All the least developed countries (LDCs) in the WTO have been exempted from 'Pharmaceutical Patent Protection' until 2016, according to the Doha Declaration. The local medicine exporters should utilise the opportunity of TRIPS agreement, under which Bangladesh is allowed to export patented drugs to other LDC member countries until 2016. Besides taking other market developing measures, pharmaceuticals exporters should fully avail of the World Trade Organisation's (WTO's) opportunity at the same time.
Bangladeshi pharmaceuticals manufacturers are producing almost all drugs locally, which meet 97 per cent of the total demand. The country also exports its drugs and medicines to 67 countries round the world. Dearth of basic raw materials holds back the annual $500 million export potential of Bangladeshi medicines.
Local pharmaceutical sector has been witnessing an investment boom for the last couple of years, thanks to a growing consumer market and a WTO rule to come into effect next year. The WTO rule allows companies of the LDCs to produce and export essential drugs without maintaining patent. At present, Bangladesh has to depend largely on imported raw materials with about 80 percent of total raw materials coming from foreign countries. Manufacturers said the high dependence on raw materials would bar the local companies from taking advantage of WTO rule.
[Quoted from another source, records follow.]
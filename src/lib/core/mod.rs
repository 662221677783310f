pub mod error;
pub mod message;
pub mod record;
pub mod router;

pub use error::*;
pub use message::*;
pub use record::*;
pub use router::*;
Meanwhile, the leading manufacturers have invested Tk 5.0 billion during last two years in the segment. Industry people forecast the country's exports could hit Tk 100 billion a year by 2010 if the government sets up an API production unit. The government has already acquired lands at Meghna Ghat at Bawshia for establishing the API Park. After the handover of the lands, the pharmaceuticals entrepreneurs would get the opportunity to produce raw materials of pharmaceuticals locally, which would be a milestone for the sector.
New and old pharmaceutical companies are making investments in a big way in the sector, seeing immense export prospects of their products. New investors are also making ventures in the thrust sector. The Department of Drug Administration sources said now 25 new companies are seeking nod from the regulator to start business.
Newcomers -- Silva, Mystic, Apex, Rangs, Popular, Marksman and Healthcare pharmaceuticals -- have already invested around Tk 400 Tk 500 million each. An Indian company -- Sun Pharmaceuticals -- also made its debut in Bangladesh early this year. Square Pharmaceuticals has invested Tk 2.40 billion in a plant at Kaliakoir, Gazipur. Opsonin will invest more than Tk 1.0 billion to build up a new plant in Barisal. Orion also has a plan to set up a Tk 1.0 billion plant at Bhaluka, Mymensingh.
Acme has spent Tk 700 million to refurbish its plant and has invested another Tk 200 million for a separate plant. Other big players also have plans for further investment, industry sources said. Not only the big shots but also mid-ranking and new houses have also come up with big investments. Renata bought 55 acres of land in Gazipur to set up a new plant at a cost of Tk 700 million. Incepta has built up a new plant at Ashulia, Dhaka with an investment of around Tk 700 millon. Aristopharma has bought several plots in Narayanganj BSCIC estate to set up its new plant. At present, over 300 companies have licenses for producing drugs in the country but only about 100 are in operation and 30-40 is active.
According to Export Promotion Bureau (EPB), export earnings from pharmaceuticals sector stood at Tk 502.2 million in the first 10 months (July-April) of the last fiscal year. The export volume was Tk 523.7 million in FY2002-03. A potential exporter said it is possible to earn Tk 50 billion from exporting pharmaceuticals, if a congenial atmosphere for the sector's further development is ensured. The local pharmaceuticals entrepreneurs should invest in development of herbal medicines. More investment in pharmaceuticals research work is needed so that new drugs are innovated.
However, the government has intensified its move to set up an Active Pharmaceutical Ingredients (API) Park with an estimated cost of Tk 452.52 billion for manufacturing basic raw materials for the drug producers.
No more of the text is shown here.